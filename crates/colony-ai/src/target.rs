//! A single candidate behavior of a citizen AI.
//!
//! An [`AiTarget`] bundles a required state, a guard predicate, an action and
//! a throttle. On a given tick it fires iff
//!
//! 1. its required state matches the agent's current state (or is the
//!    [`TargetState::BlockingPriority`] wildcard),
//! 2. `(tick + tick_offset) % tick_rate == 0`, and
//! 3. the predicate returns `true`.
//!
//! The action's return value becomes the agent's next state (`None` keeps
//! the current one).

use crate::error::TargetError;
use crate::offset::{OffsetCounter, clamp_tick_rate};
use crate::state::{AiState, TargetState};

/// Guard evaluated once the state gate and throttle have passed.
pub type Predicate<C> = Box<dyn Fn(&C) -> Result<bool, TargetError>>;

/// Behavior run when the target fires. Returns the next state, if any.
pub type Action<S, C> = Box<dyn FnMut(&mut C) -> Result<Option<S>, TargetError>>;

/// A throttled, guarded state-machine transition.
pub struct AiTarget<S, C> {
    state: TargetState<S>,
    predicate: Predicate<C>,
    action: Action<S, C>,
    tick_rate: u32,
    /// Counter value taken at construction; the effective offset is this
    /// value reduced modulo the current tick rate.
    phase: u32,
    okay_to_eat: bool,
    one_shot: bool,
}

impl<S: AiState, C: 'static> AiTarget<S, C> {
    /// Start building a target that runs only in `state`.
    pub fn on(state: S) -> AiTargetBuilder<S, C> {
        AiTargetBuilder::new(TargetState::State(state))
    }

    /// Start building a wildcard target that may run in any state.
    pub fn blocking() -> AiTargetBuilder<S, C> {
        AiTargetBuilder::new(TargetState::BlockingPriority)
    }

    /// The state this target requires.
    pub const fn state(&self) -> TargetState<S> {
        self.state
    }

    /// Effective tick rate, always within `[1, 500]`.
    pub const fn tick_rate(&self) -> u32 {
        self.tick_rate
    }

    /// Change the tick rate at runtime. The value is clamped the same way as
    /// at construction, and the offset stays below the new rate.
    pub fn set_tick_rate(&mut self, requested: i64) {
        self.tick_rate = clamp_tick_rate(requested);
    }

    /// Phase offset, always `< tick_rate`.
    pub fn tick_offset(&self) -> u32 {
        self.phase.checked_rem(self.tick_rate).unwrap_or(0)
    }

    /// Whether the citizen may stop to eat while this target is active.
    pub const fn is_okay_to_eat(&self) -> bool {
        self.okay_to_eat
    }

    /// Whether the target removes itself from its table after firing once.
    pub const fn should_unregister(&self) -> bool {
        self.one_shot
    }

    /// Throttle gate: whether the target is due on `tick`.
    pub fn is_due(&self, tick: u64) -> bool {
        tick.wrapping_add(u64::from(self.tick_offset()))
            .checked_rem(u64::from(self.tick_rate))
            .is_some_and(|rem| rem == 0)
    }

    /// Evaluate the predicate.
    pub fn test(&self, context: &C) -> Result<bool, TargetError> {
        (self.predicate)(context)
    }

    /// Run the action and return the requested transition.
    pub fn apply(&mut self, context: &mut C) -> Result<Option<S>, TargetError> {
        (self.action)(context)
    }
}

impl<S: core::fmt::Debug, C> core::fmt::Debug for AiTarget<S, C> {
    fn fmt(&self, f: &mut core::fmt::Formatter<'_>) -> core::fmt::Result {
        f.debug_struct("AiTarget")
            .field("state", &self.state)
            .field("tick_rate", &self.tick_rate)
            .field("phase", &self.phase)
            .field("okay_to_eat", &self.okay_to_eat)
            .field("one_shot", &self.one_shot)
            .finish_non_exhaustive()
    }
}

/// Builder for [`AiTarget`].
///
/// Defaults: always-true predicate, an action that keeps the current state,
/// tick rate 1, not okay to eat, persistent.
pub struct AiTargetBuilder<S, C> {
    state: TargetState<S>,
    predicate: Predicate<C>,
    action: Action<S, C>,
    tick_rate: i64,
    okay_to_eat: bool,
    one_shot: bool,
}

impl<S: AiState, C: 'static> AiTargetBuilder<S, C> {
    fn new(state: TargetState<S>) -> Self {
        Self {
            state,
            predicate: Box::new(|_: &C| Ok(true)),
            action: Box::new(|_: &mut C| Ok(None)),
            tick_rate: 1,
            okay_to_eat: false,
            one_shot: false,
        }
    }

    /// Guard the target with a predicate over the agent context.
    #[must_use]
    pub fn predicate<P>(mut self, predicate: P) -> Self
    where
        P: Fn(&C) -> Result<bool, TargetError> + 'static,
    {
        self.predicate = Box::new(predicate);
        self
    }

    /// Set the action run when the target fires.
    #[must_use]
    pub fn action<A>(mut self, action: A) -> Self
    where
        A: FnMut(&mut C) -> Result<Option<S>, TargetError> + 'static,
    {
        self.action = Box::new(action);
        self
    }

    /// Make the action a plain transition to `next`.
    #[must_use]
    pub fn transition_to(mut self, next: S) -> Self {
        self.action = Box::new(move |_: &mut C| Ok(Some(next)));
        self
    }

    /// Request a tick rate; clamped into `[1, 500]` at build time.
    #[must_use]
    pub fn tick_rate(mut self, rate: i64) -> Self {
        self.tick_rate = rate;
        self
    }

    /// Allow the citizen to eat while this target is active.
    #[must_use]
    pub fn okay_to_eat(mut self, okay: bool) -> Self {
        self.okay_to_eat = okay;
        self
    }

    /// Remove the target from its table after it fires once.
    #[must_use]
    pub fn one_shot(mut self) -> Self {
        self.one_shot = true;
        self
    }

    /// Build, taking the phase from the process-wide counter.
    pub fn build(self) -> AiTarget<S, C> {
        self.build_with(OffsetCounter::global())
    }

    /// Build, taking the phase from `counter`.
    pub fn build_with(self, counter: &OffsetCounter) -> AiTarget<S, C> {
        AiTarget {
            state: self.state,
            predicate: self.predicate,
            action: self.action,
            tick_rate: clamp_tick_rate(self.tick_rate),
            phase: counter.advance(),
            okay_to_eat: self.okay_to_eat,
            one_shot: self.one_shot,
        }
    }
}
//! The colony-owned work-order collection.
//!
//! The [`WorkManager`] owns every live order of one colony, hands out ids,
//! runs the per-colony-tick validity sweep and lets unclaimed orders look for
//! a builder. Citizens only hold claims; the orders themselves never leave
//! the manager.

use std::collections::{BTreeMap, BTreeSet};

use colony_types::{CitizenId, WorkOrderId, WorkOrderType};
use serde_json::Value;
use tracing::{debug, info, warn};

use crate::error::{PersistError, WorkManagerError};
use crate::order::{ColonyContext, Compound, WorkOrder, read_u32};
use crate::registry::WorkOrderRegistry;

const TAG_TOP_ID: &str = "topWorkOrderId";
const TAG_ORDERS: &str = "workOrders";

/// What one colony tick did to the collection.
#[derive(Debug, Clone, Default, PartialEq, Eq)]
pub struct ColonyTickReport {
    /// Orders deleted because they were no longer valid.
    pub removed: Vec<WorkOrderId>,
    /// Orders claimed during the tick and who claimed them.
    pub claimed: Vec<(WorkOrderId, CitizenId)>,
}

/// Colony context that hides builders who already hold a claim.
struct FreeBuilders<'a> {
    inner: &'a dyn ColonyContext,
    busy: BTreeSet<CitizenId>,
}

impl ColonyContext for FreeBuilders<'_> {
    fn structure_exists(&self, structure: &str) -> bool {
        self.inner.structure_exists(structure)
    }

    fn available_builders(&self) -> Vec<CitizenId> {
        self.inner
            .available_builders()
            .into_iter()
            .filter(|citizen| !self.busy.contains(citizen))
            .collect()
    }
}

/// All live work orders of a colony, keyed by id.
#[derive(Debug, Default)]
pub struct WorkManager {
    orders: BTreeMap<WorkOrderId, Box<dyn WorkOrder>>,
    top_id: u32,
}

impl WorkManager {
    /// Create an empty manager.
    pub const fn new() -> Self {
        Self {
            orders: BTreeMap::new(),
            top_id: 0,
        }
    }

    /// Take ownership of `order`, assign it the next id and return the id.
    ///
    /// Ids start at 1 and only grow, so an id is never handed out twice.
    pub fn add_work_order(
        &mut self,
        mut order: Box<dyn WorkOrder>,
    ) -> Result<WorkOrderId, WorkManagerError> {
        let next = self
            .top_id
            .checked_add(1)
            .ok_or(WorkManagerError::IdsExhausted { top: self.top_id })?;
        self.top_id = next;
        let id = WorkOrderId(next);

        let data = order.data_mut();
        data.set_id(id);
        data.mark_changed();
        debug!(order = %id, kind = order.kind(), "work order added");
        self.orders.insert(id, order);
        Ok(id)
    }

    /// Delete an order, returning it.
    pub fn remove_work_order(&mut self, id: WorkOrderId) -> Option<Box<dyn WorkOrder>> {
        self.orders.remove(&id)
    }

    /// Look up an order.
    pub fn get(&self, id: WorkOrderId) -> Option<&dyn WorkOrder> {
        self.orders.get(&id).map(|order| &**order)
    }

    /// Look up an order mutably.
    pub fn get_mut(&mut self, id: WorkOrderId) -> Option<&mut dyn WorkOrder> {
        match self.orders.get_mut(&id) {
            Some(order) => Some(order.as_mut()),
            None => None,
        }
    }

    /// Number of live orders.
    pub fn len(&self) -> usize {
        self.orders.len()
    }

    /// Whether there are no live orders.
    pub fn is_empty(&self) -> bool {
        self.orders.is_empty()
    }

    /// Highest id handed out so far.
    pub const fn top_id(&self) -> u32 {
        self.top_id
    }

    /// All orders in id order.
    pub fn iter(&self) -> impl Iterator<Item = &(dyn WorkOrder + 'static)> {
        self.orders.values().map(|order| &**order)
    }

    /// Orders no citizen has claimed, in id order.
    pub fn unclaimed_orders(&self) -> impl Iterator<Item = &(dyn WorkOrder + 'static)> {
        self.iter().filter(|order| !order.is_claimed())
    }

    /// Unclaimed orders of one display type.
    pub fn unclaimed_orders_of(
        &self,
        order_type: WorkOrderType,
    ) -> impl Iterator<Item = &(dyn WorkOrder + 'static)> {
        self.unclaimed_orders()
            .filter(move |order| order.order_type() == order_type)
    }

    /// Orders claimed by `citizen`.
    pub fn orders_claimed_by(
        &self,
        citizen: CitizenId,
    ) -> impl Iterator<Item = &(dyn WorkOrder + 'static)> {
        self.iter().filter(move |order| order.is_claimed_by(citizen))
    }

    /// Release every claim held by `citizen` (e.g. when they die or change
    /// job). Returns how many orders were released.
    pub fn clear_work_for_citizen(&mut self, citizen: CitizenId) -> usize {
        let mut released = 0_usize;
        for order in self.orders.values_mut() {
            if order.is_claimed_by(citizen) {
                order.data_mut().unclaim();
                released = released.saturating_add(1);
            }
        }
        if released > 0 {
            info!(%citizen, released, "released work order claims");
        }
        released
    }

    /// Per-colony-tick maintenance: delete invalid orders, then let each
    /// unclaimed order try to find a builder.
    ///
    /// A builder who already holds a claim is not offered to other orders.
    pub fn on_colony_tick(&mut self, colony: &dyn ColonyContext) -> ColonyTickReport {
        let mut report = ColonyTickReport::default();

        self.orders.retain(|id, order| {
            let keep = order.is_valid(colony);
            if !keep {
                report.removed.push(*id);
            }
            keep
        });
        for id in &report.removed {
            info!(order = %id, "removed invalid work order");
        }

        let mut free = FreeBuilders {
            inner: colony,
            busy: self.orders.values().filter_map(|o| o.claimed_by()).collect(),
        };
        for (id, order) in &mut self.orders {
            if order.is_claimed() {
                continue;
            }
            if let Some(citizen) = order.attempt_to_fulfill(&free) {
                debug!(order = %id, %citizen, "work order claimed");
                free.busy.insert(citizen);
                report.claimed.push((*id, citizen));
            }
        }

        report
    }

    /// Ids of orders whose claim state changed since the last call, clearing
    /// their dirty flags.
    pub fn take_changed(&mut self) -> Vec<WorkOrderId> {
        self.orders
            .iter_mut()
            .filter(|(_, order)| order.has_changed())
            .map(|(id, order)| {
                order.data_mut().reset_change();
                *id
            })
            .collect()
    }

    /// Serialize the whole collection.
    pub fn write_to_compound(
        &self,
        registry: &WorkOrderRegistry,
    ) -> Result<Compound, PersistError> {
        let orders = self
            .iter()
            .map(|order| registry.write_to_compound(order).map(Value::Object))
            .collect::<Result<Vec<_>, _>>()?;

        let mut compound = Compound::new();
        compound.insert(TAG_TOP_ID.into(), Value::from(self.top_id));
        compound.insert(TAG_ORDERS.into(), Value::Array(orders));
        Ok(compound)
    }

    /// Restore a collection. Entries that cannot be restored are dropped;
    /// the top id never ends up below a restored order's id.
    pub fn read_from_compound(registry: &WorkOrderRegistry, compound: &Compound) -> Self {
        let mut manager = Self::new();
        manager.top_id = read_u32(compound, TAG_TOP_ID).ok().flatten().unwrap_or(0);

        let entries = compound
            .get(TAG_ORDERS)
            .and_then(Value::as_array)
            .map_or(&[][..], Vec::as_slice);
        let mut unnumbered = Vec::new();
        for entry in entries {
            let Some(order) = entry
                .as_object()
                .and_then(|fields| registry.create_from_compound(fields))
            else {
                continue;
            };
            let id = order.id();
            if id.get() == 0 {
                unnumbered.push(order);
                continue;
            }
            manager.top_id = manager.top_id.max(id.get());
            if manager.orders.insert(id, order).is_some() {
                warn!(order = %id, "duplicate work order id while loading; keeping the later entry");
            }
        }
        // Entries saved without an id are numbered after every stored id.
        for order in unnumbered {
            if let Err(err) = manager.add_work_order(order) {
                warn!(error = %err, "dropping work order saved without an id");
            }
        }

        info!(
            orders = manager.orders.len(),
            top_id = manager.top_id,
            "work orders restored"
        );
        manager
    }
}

---

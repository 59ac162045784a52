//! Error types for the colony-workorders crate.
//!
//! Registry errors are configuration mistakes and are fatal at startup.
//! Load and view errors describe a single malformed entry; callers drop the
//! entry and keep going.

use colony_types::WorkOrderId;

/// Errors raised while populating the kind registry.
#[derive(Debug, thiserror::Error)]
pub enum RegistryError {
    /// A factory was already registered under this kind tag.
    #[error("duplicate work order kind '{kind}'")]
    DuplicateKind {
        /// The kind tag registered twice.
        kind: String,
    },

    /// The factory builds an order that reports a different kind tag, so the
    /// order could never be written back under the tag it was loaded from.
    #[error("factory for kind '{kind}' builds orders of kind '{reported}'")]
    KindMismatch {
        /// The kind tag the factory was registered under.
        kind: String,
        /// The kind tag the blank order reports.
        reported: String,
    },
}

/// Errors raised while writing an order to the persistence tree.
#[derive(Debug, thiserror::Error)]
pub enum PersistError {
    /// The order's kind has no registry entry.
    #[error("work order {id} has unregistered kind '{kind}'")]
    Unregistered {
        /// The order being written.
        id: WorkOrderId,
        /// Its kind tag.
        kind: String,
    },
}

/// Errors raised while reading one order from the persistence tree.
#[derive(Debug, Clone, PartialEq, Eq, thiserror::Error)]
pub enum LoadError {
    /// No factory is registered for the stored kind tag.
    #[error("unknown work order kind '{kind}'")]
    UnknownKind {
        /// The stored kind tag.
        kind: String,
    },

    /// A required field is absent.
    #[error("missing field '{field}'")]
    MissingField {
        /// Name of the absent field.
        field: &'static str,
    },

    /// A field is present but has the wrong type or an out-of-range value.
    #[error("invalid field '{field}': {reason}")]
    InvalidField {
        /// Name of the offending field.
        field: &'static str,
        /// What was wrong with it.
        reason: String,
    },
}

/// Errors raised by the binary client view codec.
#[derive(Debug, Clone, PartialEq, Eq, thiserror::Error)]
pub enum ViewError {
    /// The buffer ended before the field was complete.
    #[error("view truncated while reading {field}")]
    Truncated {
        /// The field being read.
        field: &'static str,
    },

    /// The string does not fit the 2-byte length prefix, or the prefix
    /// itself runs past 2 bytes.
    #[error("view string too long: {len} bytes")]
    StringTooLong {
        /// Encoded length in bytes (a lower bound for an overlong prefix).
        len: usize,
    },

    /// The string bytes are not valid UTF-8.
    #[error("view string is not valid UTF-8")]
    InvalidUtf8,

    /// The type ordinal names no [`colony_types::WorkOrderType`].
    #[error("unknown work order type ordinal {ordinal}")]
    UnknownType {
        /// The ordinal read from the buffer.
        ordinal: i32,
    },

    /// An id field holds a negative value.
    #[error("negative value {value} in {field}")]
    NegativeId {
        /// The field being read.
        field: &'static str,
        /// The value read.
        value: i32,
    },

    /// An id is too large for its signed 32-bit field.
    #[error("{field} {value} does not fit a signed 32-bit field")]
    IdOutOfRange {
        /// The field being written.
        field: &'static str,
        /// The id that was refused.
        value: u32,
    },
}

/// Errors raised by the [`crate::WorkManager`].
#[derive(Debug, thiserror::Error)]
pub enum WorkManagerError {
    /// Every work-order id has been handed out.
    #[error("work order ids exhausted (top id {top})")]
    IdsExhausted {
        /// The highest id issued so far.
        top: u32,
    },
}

...

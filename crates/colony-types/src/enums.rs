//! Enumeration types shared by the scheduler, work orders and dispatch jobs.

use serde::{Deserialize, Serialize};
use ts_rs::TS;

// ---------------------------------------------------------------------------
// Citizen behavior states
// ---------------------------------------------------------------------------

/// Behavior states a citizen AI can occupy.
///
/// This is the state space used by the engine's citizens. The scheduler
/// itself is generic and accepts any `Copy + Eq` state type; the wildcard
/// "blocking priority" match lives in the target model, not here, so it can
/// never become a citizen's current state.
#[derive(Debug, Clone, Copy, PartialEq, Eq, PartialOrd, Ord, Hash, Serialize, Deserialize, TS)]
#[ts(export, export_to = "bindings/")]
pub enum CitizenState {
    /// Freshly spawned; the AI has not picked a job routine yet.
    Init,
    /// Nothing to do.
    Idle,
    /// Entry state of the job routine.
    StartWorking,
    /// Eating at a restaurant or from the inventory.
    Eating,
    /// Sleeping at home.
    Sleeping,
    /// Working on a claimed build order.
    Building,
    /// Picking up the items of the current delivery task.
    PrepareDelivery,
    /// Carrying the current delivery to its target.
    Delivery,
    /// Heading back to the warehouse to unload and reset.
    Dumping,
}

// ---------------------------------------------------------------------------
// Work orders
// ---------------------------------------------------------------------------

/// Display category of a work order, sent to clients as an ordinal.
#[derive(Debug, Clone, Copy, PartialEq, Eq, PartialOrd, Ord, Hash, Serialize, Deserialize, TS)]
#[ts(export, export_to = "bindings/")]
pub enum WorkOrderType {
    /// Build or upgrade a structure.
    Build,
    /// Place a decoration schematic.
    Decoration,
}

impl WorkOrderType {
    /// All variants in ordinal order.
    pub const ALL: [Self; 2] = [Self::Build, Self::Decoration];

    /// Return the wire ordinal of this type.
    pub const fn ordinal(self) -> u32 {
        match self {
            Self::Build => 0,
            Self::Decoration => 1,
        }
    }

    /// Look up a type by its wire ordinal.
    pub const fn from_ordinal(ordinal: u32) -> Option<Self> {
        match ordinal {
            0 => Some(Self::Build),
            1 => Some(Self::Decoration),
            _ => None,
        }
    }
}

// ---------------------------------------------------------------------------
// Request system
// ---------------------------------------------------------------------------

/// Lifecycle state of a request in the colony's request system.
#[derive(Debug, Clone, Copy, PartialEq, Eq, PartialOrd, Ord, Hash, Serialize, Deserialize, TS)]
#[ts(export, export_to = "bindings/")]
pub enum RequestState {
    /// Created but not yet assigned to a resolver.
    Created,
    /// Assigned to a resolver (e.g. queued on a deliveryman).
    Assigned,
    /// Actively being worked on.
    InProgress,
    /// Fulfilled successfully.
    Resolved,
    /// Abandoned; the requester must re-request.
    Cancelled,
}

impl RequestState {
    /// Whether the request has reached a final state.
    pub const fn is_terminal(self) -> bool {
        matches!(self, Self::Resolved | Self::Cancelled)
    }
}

* _Work instructions_
Check each line above for the word "scheduler" and copy every line that has it.

* _Solution_
//! Enumeration types shared by the scheduler, work orders and dispatch jobs.
/// This is the state space used by the engine's citizens. The scheduler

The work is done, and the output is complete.